_Problem to solve:_ Down to the last line, set the entries down again exactly.

━━━━━ Given data ━━━━━

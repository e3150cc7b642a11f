//! One live WebSocket session.
//!
//! Each session runs on its own thread with a current-thread tokio runtime.
//! That thread is the only producer for the pipeline: it turns frames into
//! [`TransportEvent`]s and hands them to [`Pipeline::dispatch`].

use std::sync::Arc;
use std::sync::atomic::{AtomicBool, Ordering};
use std::thread::{self, JoinHandle};
use std::time::Duration;

use crossbeam_channel::Sender;
use futures_util::StreamExt;
use serde::de::DeserializeOwned;
use tokio::net::TcpStream;
use tokio::sync::oneshot;
use tokio_tungstenite::tungstenite::handshake::client::Request;
use tokio_tungstenite::tungstenite::protocol::CloseFrame;
use tokio_tungstenite::tungstenite::protocol::frame::coding::CloseCode;
use tokio_tungstenite::tungstenite::{Error as WsError, Message};
use tokio_tungstenite::{MaybeTlsStream, WebSocketStream};
use wsnotify_core::{Error, Result};

use crate::pipeline::{ABNORMAL_CLOSURE, Pipeline, TransportEvent};

type Socket = WebSocketStream<MaybeTlsStream<TcpStream>>;

/// Receives the outcome of the handshake. First signal wins.
pub(crate) type OpenGate = Sender<Result<()>>;

const NO_STATUS: u16 = 1005;

/// Handle to a session thread.
///
/// Dropping the handle asks the session to close without waiting for it.
pub(crate) struct Connection {
    open: Arc<AtomicBool>,
    shutdown: Option<oneshot::Sender<()>>,
    thread: Option<JoinHandle<()>>,
}

impl Connection {
    pub(crate) fn spawn<T>(
        request: Request,
        pipeline: Pipeline<T>,
        gate: OpenGate,
        close_timeout: Duration,
    ) -> Result<Self>
    where
        T: DeserializeOwned + Clone + Send + 'static,
    {
        let open = Arc::new(AtomicBool::new(false));
        let (shutdown_tx, shutdown_rx) = oneshot::channel();
        let session = Session {
            open: Arc::clone(&open),
            pipeline,
            gate,
            close_timeout,
        };

        let thread = thread::Builder::new()
            .name("wsnotify-transport".to_string())
            .spawn(move || session.run(request, shutdown_rx))?;

        Ok(Self {
            open,
            shutdown: Some(shutdown_tx),
            thread: Some(thread),
        })
    }

    /// Whether the transport currently reports itself open.
    pub(crate) fn is_open(&self) -> bool {
        self.open.load(Ordering::Acquire)
    }

    /// Ask the session to close. Non-blocking and idempotent.
    pub(crate) fn shutdown(&mut self) {
        self.open.store(false, Ordering::Release);
        if let Some(tx) = self.shutdown.take() {
            let _ = tx.send(());
        }
    }

    /// Close the session and wait for its thread to finish.
    ///
    /// The wait is bounded by the close timeout. Called from the session
    /// thread itself (e.g. inside a hook) it only signals.
    pub(crate) fn close(mut self) {
        self.shutdown();
        let Some(thread) = self.thread.take() else {
            return;
        };
        if thread.thread().id() == thread::current().id() {
            return;
        }
        if thread.join().is_err() {
            tracing::warn!("transport thread panicked");
        }
    }
}

impl Drop for Connection {
    fn drop(&mut self) {
        self.shutdown();
    }
}

struct Session<T> {
    open: Arc<AtomicBool>,
    pipeline: Pipeline<T>,
    gate: OpenGate,
    close_timeout: Duration,
}

impl<T> Session<T>
where
    T: DeserializeOwned + Clone,
{
    fn run(self, request: Request, shutdown: oneshot::Receiver<()>) {
        let runtime = match tokio::runtime::Builder::new_current_thread()
            .enable_all()
            .build()
        {
            Ok(runtime) => runtime,
            Err(err) => {
                let error = Error::transport(format!("failed to start runtime: {err}"));
                let _ = self.gate.try_send(Err(error));
                return;
            }
        };
        runtime.block_on(self.drive(request, shutdown));
        self.open.store(false, Ordering::Release);
    }

    async fn drive(&self, request: Request, mut shutdown: oneshot::Receiver<()>) {
        let uri = request.uri().to_string();

        let mut socket = tokio::select! {
            _ = &mut shutdown => {
                tracing::debug!(%uri, "connect abandoned");
                return;
            }
            result = tokio_tungstenite::connect_async(request) => match result {
                Ok((socket, _response)) => socket,
                Err(err) => {
                    let message = err.to_string();
                    // Release the waiting `connect` before any hook runs.
                    let _ = self.gate.try_send(Err(Error::transport(&message)));
                    self.pipeline.dispatch(TransportEvent::Failed(message));
                    return;
                }
            }
        };

        self.open.store(true, Ordering::Release);
        let _ = self.gate.try_send(Ok(()));
        tracing::debug!(%uri, "websocket open");
        self.pipeline.dispatch(TransportEvent::Opened);

        let (code, reason) = loop {
            let frame = tokio::select! {
                _ = &mut shutdown => None,
                frame = socket.next() => Some(frame),
            };
            let Some(frame) = frame else {
                break self.close_gracefully(&mut socket).await;
            };
            match frame {
                Some(Ok(Message::Text(text))) => {
                    self.pipeline.dispatch(TransportEvent::Text(text.to_string()));
                }
                Some(Ok(Message::Close(frame))) => {
                    self.open.store(false, Ordering::Release);
                    // Keep reading so the automatic close reply is flushed.
                    let drain = async { while let Some(Ok(_)) = socket.next().await {} };
                    let _ = tokio::time::timeout(self.close_timeout, drain).await;
                    break close_parts(frame);
                }
                // Binary, ping and pong frames carry no notifications.
                Some(Ok(_)) => {}
                Some(Err(err)) => {
                    let message = err.to_string();
                    self.pipeline.dispatch(TransportEvent::Failed(message.clone()));
                    break (ABNORMAL_CLOSURE, message);
                }
                None => break (ABNORMAL_CLOSURE, String::new()),
            }
        };

        self.open.store(false, Ordering::Release);
        self.pipeline.dispatch(TransportEvent::Closed { code, reason });
    }

    /// Send a close frame and wait for the peer's reply, up to the close timeout.
    /// Text frames that arrive meanwhile are discarded.
    async fn close_gracefully(&self, socket: &mut Socket) -> (u16, String) {
        let handshake = async {
            socket
                .close(Some(CloseFrame {
                    code: CloseCode::Normal,
                    reason: "client disconnect".into(),
                }))
                .await?;
            while let Some(frame) = socket.next().await {
                if let Message::Close(frame) = frame? {
                    return Ok(close_parts(frame));
                }
            }
            Ok::<_, WsError>((u16::from(CloseCode::Normal), String::new()))
        };

        match tokio::time::timeout(self.close_timeout, handshake).await {
            Ok(Ok(parts)) => parts,
            Ok(Err(WsError::ConnectionClosed | WsError::AlreadyClosed)) => {
                (u16::from(CloseCode::Normal), String::new())
            }
            Ok(Err(err)) => {
                tracing::debug!(%err, "close handshake failed");
                (ABNORMAL_CLOSURE, err.to_string())
            }
            Err(_) => {
                tracing::warn!(timeout = ?self.close_timeout, "peer did not acknowledge close");
                (ABNORMAL_CLOSURE, "close timed out".to_string())
            }
        }
    }
}

fn close_parts(frame: Option<CloseFrame>) -> (u16, String) {
    match frame {
        Some(frame) => (u16::from(frame.code), frame.reason.to_string()),
        None => (NO_STATUS, String::new()),
    }
}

━━━━━

_Solution for this problem:_
repository e3150cc7b642a11f
//! One live WebSocket session.
//!
//! Each session runs on its own thread with a current-thread tokio runtime.
//! That thread is the only producer for the pipeline: it turns frames into
//! [`TransportEvent`]s and hands them to [`Pipeline::dispatch`].

use std::sync::Arc;
use std::sync::atomic::{AtomicBool, Ordering};
use std::thread::{self, JoinHandle};
use std::time::Duration;

use crossbeam_channel::Sender;
use futures_util::StreamExt;
use serde::de::DeserializeOwned;
use tokio::net::TcpStream;
use tokio::sync::oneshot;
use tokio_tungstenite::tungstenite::handshake::client::Request;
use tokio_tungstenite::tungstenite::protocol::CloseFrame;
use tokio_tungstenite::tungstenite::protocol::frame::coding::CloseCode;
use tokio_tungstenite::tungstenite::{Error as WsError, Message};
use tokio_tungstenite::{MaybeTlsStream, WebSocketStream};
use wsnotify_core::{Error, Result};

use crate::pipeline::{ABNORMAL_CLOSURE, Pipeline, TransportEvent};

type Socket = WebSocketStream<MaybeTlsStream<TcpStream>>;

/// Receives the outcome of the handshake. First signal wins.
pub(crate) type OpenGate = Sender<Result<()>>;

const NO_STATUS: u16 = 1005;

/// Handle to a session thread.
///
/// Dropping the handle asks the session to close without waiting for it.
pub(crate) struct Connection {
    open: Arc<AtomicBool>,
    shutdown: Option<oneshot::Sender<()>>,
    thread: Option<JoinHandle<()>>,
}

impl Connection {
    pub(crate) fn spawn<T>(
        request: Request,
        pipeline: Pipeline<T>,
        gate: OpenGate,
        close_timeout: Duration,
    ) -> Result<Self>
    where
        T: DeserializeOwned + Clone + Send + 'static,
    {
        let open = Arc::new(AtomicBool::new(false));
        let (shutdown_tx, shutdown_rx) = oneshot::channel();
        let session = Session {
            open: Arc::clone(&open),
            pipeline,
            gate,
            close_timeout,
        };

        let thread = thread::Builder::new()
            .name("wsnotify-transport".to_string())
            .spawn(move || session.run(request, shutdown_rx))?;

        Ok(Self {
            open,
            shutdown: Some(shutdown_tx),
            thread: Some(thread),
        })
    }

    /// Whether the transport currently reports itself open.
    pub(crate) fn is_open(&self) -> bool {
        self.open.load(Ordering::Acquire)
    }

    /// Ask the session to close. Non-blocking and idempotent.
    pub(crate) fn shutdown(&mut self) {
        self.open.store(false, Ordering::Release);
        if let Some(tx) = self.shutdown.take() {
            let _ = tx.send(());
        }
    }

    /// Close the session and wait for its thread to finish.
    ///
    /// The wait is bounded by the close timeout. Called from the session
    /// thread itself (e.g. inside a hook) it only signals.
    pub(crate) fn close(mut self) {
        self.shutdown();
        let Some(thread) = self.thread.take() else {
            return;
        };
        if thread.thread().id() == thread::current().id() {
            return;
        }
        if thread.join().is_err() {
            tracing::warn!("transport thread panicked");
        }
    }
}

impl Drop for Connection {
    fn drop(&mut self) {
        self.shutdown();
    }
}

struct Session<T> {
    open: Arc<AtomicBool>,
    pipeline: Pipeline<T>,
    gate: OpenGate,
    close_timeout: Duration,
}

impl<T> Session<T>
where
    T: DeserializeOwned + Clone,
{
    fn run(self, request: Request, shutdown: oneshot::Receiver<()>) {
        let runtime = match tokio::runtime::Builder::new_current_thread()
            .enable_all()
            .build()
        {
            Ok(runtime) => runtime,
            Err(err) => {
                let error = Error::transport(format!("failed to start runtime: {err}"));
                let _ = self.gate.try_send(Err(error));
                return;
            }
        };
        runtime.block_on(self.drive(request, shutdown));
        self.open.store(false, Ordering::Release);
    }

    async fn drive(&self, request: Request, mut shutdown: oneshot::Receiver<()>) {
        let uri = request.uri().to_string();

        let mut socket = tokio::select! {
            _ = &mut shutdown => {
                tracing::debug!(%uri, "connect abandoned");
                return;
            }
            result = tokio_tungstenite::connect_async(request) => match result {
                Ok((socket, _response)) => socket,
                Err(err) => {
                    let message = err.to_string();
                    // Release the waiting `connect` before any hook runs.
                    let _ = self.gate.try_send(Err(Error::transport(&message)));
                    self.pipeline.dispatch(TransportEvent::Failed(message));
                    return;
                }
            }
        };

        self.open.store(true, Ordering::Release);
        let _ = self.gate.try_send(Ok(()));
        tracing::debug!(%uri, "websocket open");
        self.pipeline.dispatch(TransportEvent::Opened);

        let (code, reason) = loop {
            let frame = tokio::select! {
                _ = &mut shutdown => None,
                frame = socket.next() => Some(frame),
            };
            let Some(frame) = frame else {
                break self.close_gracefully(&mut socket).await;
            };
            match frame {
                Some(Ok(Message::Text(text))) => {
                    self.pipeline.dispatch(TransportEvent::Text(text.to_string()));
                }
                Some(Ok(Message::Close(frame))) => {
                    self.open.store(false, Ordering::Release);
                    // Keep reading so the automatic close reply is flushed.
                    let drain = async { while let Some(Ok(_)) = socket.next().await {} };
                    let _ = tokio::time::timeout(self.close_timeout, drain).await;
                    break close_parts(frame);
                }
                // Binary, ping and pong frames carry no notifications.
                Some(Ok(_)) => {}
                Some(Err(err)) => {
                    let message = err.to_string();
                    self.pipeline.dispatch(TransportEvent::Failed(message.clone()));
                    break (ABNORMAL_CLOSURE, message);
                }
                None => break (ABNORMAL_CLOSURE, String::new()),
            }
        };

        self.open.store(false, Ordering::Release);
        self.pipeline.dispatch(TransportEvent::Closed { code, reason });
    }

    /// Send a close frame and wait for the peer's reply, up to the close timeout.
    /// Text frames that arrive meanwhile are discarded.
    async fn close_gracefully(&self, socket: &mut Socket) -> (u16, String) {
        let handshake = async {
            socket
                .close(Some(CloseFrame {
                    code: CloseCode::Normal,
                    reason: "client disconnect".into(),
                }))
                .await?;
            while let Some(frame) = socket.next().await {
                if let Message::Close(frame) = frame? {
                    return Ok(close_parts(frame));
                }
            }
            Ok::<_, WsError>((u16::from(CloseCode::Normal), String::new()))
        };

        match tokio::time::timeout(self.close_timeout, handshake).await {
            Ok(Ok(parts)) => parts,
            Ok(Err(WsError::ConnectionClosed | WsError::AlreadyClosed)) => {
                (u16::from(CloseCode::Normal), String::new())
            }
            Ok(Err(err)) => {
                tracing::debug!(%err, "close handshake failed");
                (ABNORMAL_CLOSURE, err.to_string())
            }
            Err(_) => {
                tracing::warn!(timeout = ?self.close_timeout, "peer did not acknowledge close");
                (ABNORMAL_CLOSURE, "close timed out".to_string())
            }
        }
    }
}

fn close_parts(frame: Option<CloseFrame>) -> (u16, String) {
    match frame {
        Some(frame) => (u16::from(frame.code), frame.reason.to_string()),
        None => (NO_STATUS, String::new()),
    }
}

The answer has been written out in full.